Pour que ce résultat soit utile, il faut d’abord entraîner le réseau sur une grande base de données d’exemples dans un processus itératif où la force des connexions entre les neurones est modifiée petit à petit pour que le réseau s’améliore. Il est fascinant que les algorithmes d’IA puissent alors généraliser à des données jamais vues lors de l’entraînement et ainsi accomplir des tâches similaires à ce que ferait un cerveau, tout cela à partir de calculs inspirés initialement des réseaux de neurones biologiques !
“Le calcul neuromorphique est le domaine de recherche
qui consiste à développer des architectures où la mémoire
et les unités de calcul sont au plus proche, comme dans le cerveau.”
Toutefois, les algorithmes d’IA possèdent plusieurs limitations qui les rendent très différents du cerveau sur beaucoup d’aspects. Tout d’abord, la consommation énergétique d’un algorithme d’IA, aussi bien pendant l’entraînement que pendant son utilisation ultérieure, est supérieure à celle du cerveau de plusieurs ordres de grandeur. La raison de cette surconsommation est d’abord architecturale : l’architecture de J. von Neumann des ordinateurs sépare physiquement le processeur où les calculs ont lieu, et la mémoire où les données sont stockées.
Dans le contexte de l’IA, cette séparation donne lieu à un goulot d’étranglement où la plus grande partie de l’énergie est dépensée pour transporter la donnée d’un point à un autre. Dans le cerveau, une telle séparation n’existe pas. Le calcul neuromorphique est le domaine de recherche qui consiste à développer des architectures où la mémoire et les unités de calcul sont au plus proche, comme dans le cerveau.

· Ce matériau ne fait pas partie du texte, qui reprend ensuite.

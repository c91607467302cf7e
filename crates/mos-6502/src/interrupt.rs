//! Interrupt status block.
//!
//! Every peripheral that can pull IRQ or NMI registers a source and drives
//! its own line. IRQ is level-triggered: it stays pending while any line is
//! asserted. NMI is edge-triggered: the pending bit latches on the first
//! assertion and is cleared only when the CPU acknowledges it.
//!
//! The block also records when each line went active so the CPU can apply
//! the 6502's two-cycle recognition delay.

use emu_core::{Clock, SnapshotError, SnapshotReader, SnapshotWriter};

use crate::OpcodeInfo;

/// Non-maskable interrupt.
pub const NMI: u8 = 1 << 0;
/// Maskable interrupt.
pub const IRQ: u8 = 1 << 1;
/// Reset request.
pub const RESET: u8 = 1 << 2;
/// Host trap request at the next instruction boundary.
pub const TRAP: u8 = 1 << 3;
/// Debugger attached: run breakpoint/step/watch checks.
pub const MONITOR: u8 = 1 << 4;
/// DMA request (65816 hosts).
pub const DMA: u8 = 1 << 5;

/// Cycles between a line going active and the CPU recognising it.
const INTERRUPT_DELAY: Clock = 2;

/// Handle for one interrupt-capable peripheral.
#[derive(Debug, Clone, Copy, PartialEq, Eq, Hash)]
pub struct InterruptSource(usize);

impl InterruptSource {
    #[must_use]
    pub const fn index(self) -> usize {
        self.0
    }
}

/// Pending-interrupt state shared by a CPU and its peripherals.
#[derive(Debug, Clone, Default)]
pub struct InterruptStatus {
    names: Vec<&'static str>,
    lines: Vec<u8>,
    nirq: u32,
    nnmi: u32,
    irq_clk: Clock,
    nmi_clk: Clock,
    pending: u8,
    trap_token: Option<u32>,
    num_last_stolen_cycles: Clock,
    last_stolen_cycles_clk: Clock,
}

/// Interrupt fields parsed from a snapshot, applied only once the whole
/// CPU module has been read.
#[derive(Debug, Clone)]
pub struct InterruptSnapshot {
    lines: Vec<u8>,
    pending: u8,
    irq_clk: Clock,
    nmi_clk: Clock,
    num_last_stolen_cycles: Clock,
    last_stolen_cycles_clk: Clock,
}

impl InterruptStatus {
    #[must_use]
    pub fn new() -> Self {
        Self::default()
    }

    /// Register a peripheral that can drive IRQ and/or NMI.
    pub fn register_source(&mut self, name: &'static str) -> InterruptSource {
        self.names.push(name);
        self.lines.push(0);
        InterruptSource(self.lines.len() - 1)
    }

    #[must_use]
    pub fn source_name(&self, source: InterruptSource) -> &'static str {
        self.names[source.0]
    }

    /// Bitmask of pending interrupt kinds.
    #[must_use]
    pub fn pending(&self) -> u8 {
        self.pending
    }

    #[must_use]
    pub fn is_pending(&self, kind: u8) -> bool {
        self.pending & kind != 0
    }

    #[must_use]
    pub fn irq_clk(&self) -> Clock {
        self.irq_clk
    }

    #[must_use]
    pub fn nmi_clk(&self) -> Clock {
        self.nmi_clk
    }

    /// Number of asserted IRQ lines.
    #[must_use]
    pub fn irq_lines(&self) -> u32 {
        self.nirq
    }

    /// Number of asserted NMI lines.
    #[must_use]
    pub fn nmi_lines(&self) -> u32 {
        self.nnmi
    }

    /// Clock at which a line raised now is considered to have gone active.
    fn line_clock(&self, clk: Clock) -> Clock {
        if self.last_stolen_cycles_clk <= clk {
            clk
        } else {
            self.last_stolen_cycles_clk - 1
        }
    }

    /// Drive `source`'s IRQ line at clock `clk`.
    pub fn set_irq(&mut self, source: InterruptSource, asserted: bool, clk: Clock) {
        let line = &mut self.lines[source.0];
        if asserted {
            if *line & IRQ == 0 {
                *line |= IRQ;
                self.nirq += 1;
                self.pending |= IRQ;
                self.irq_clk = self.line_clock(clk);
            }
        } else if *line & IRQ != 0 {
            *line &= !IRQ;
            if self.nirq == 0 {
                log::warn!("IRQ released by {} with no lines active", self.names[source.0]);
                return;
            }
            self.nirq -= 1;
            if self.nirq == 0 {
                self.pending &= !IRQ;
            }
        }
    }

    /// Drive `source`'s NMI line at clock `clk`.
    ///
    /// Only the first assertion while no NMI line is active latches a new
    /// NMI. Releasing the line in the same cycle it was latched cancels it.
    pub fn set_nmi(&mut self, source: InterruptSource, asserted: bool, clk: Clock) {
        let line = self.lines[source.0];
        if asserted {
            if line & NMI == 0 {
                if self.nnmi == 0 && self.pending & NMI == 0 {
                    self.pending |= NMI;
                    self.nmi_clk = self.line_clock(clk);
                }
                self.nnmi += 1;
                self.lines[source.0] |= NMI;
            }
        } else if line & NMI != 0 {
            self.lines[source.0] &= !NMI;
            if self.nnmi == 0 {
                log::warn!("NMI released by {} with no lines active", self.names[source.0]);
                return;
            }
            self.nnmi -= 1;
            if clk == self.nmi_clk {
                self.pending &= !NMI;
            }
        }
    }

    /// NMI serviced; the edge latch is cleared.
    pub fn ack_nmi(&mut self) {
        self.pending &= !NMI;
    }

    pub fn trigger_reset(&mut self) {
        self.pending |= RESET;
    }

    pub fn ack_reset(&mut self) {
        self.pending &= !RESET;
    }

    /// Ask the CPU to call the host trap handler with `token` before the
    /// next instruction.
    pub fn trigger_trap(&mut self, token: u32) {
        self.pending |= TRAP;
        self.trap_token = Some(token);
    }

    /// Acknowledge a trap request, returning its token.
    pub fn take_trap(&mut self) -> Option<u32> {
        self.pending &= !TRAP;
        self.trap_token.take()
    }

    pub fn trigger_dma(&mut self) {
        self.pending |= DMA;
    }

    pub fn ack_dma(&mut self) {
        self.pending &= !DMA;
    }

    pub fn monitor_on(&mut self) {
        self.pending |= MONITOR;
    }

    pub fn monitor_off(&mut self) {
        self.pending &= !MONITOR;
    }

    /// Has the pending NMI been active long enough to be taken at `clk`?
    ///
    /// Does not look at the NMI pending bit itself.
    #[must_use]
    pub fn check_nmi_delay(&self, clk: Clock, last: OpcodeInfo) -> bool {
        let mut nmi_clk = self.nmi_clk.wrapping_add(INTERRUPT_DELAY);
        if last.delays_interrupt() {
            nmi_clk = nmi_clk.wrapping_add(1);
        }
        clk >= nmi_clk
    }

    /// Has the pending IRQ been active long enough to be taken at `clk`?
    ///
    /// An instruction that cleared I holds the IRQ off for one more
    /// instruction.
    #[must_use]
    pub fn check_irq_delay(&self, clk: Clock, last: OpcodeInfo) -> bool {
        let mut irq_clk = self.irq_clk.wrapping_add(INTERRUPT_DELAY);
        if last.delays_interrupt() {
            irq_clk = irq_clk.wrapping_add(1);
        }
        clk >= irq_clk && !last.enables_irq()
    }

    /// Record `num` cycles stolen from the CPU starting at `start`.
    ///
    /// Line clocks move with the stolen window so an interrupt raised just
    /// before it is still recognised with the right delay afterwards.
    pub fn note_stolen_cycles(&mut self, start: Clock, num: Clock) {
        if num == 0 {
            return;
        }
        if start == self.last_stolen_cycles_clk {
            self.num_last_stolen_cycles += num;
        } else {
            self.num_last_stolen_cycles = num;
        }
        self.last_stolen_cycles_clk = start + num;
        self.irq_clk = self.irq_clk.wrapping_add(num - 1);
        self.nmi_clk = self.nmi_clk.wrapping_add(num - 1);
    }

    /// Clear every request and line for a CPU reset.
    ///
    /// An attached monitor stays attached.
    pub fn reinit(&mut self) {
        self.pending &= MONITOR;
        self.lines.iter_mut().for_each(|line| *line = 0);
        self.nirq = 0;
        self.nnmi = 0;
        self.irq_clk = 0;
        self.nmi_clk = 0;
        self.trap_token = None;
        self.num_last_stolen_cycles = 0;
        self.last_stolen_cycles_clk = 0;
    }

    /// Shift stored clocks down by `sub` along with the owning clock.
    pub fn rebase(&mut self, sub: Clock) {
        self.irq_clk = self.irq_clk.saturating_sub(sub);
        self.nmi_clk = self.nmi_clk.saturating_sub(sub);
        self.last_stolen_cycles_clk = self.last_stolen_cycles_clk.saturating_sub(sub);
    }

    /// Append the interrupt block to a CPU module.
    ///
    /// Traps and the monitor flag are session state and are not saved.
    pub fn write_snapshot(&self, w: &mut SnapshotWriter) {
        w.write_byte(self.pending & (NMI | IRQ | RESET | DMA));
        w.write_dword(self.irq_clk);
        w.write_dword(self.nmi_clk);
        w.write_dword(self.num_last_stolen_cycles);
        w.write_dword(self.last_stolen_cycles_clk);
        w.write_dword(self.lines.len() as u32);
        w.write_bytes(&self.lines);
    }

    /// Parse an interrupt block without touching `self`.
    pub fn read_snapshot(&self, r: &mut SnapshotReader<'_>) -> Result<InterruptSnapshot, SnapshotError> {
        let pending = r.read_byte()?;
        if pending & !(NMI | IRQ | RESET | DMA) != 0 {
            return Err(SnapshotError::InvalidValue {
                field: "pending interrupts",
                value: pending.into(),
            });
        }
        let irq_clk = r.read_dword()?;
        let nmi_clk = r.read_dword()?;
        let num_last_stolen_cycles = r.read_dword()?;
        let last_stolen_cycles_clk = r.read_dword()?;
        let count = r.read_dword()?;
        if count as usize != self.lines.len() {
            return Err(SnapshotError::InvalidValue {
                field: "interrupt source count",
                value: count,
            });
        }
        let mut lines = vec![0; self.lines.len()];
        r.read_bytes(&mut lines)?;
        if let Some(&bad) = lines.iter().find(|&&line| line & !(NMI | IRQ) != 0) {
            return Err(SnapshotError::InvalidValue {
                field: "interrupt line",
                value: bad.into(),
            });
        }
        Ok(InterruptSnapshot {
            lines,
            pending,
            irq_clk,
            nmi_clk,
            num_last_stolen_cycles,
            last_stolen_cycles_clk,
        })
    }

    /// Install a parsed interrupt block.
    pub fn apply_snapshot(&mut self, snap: InterruptSnapshot) {
        self.nirq = snap.lines.iter().filter(|&&l| l & IRQ != 0).count() as u32;
        self.nnmi = snap.lines.iter().filter(|&&l| l & NMI != 0).count() as u32;
        self.lines = snap.lines;
        let irq = if self.nirq > 0 { IRQ } else { 0 };
        self.pending = (self.pending & MONITOR) | (snap.pending & (NMI | RESET | DMA)) | irq;
        self.irq_clk = snap.irq_clk;
        self.nmi_clk = snap.nmi_clk;
        self.num_last_stolen_cycles = snap.num_last_stolen_cycles;
        self.last_stolen_cycles_clk = snap.last_stolen_cycles_clk;
        self.trap_token = None;
    }
}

Le calcul neuromorphique pour contourner les limites des réseaux de neurones actuels
Au lieu de simuler un réseau de neurones sur ordinateur, pourquoi ne pas directement construire le réseau de neurones artificiels avec des composants physiques innovants ?
L’idée n’est pas nouvelle et remonte aux années 80 avec les travaux de Carver Mead. Des neurones et synapses artificiels reproduisant très fidèlement les propriétés observées en biologie ont été construits avec des composants physiques. Mais il n’est pas suffisant d’en assembler un grand nombre pour qu’un calcul utile se produise : le problème est aussi algorithmique car les connexions doivent changer de manière cohérente à l’échelle du réseau.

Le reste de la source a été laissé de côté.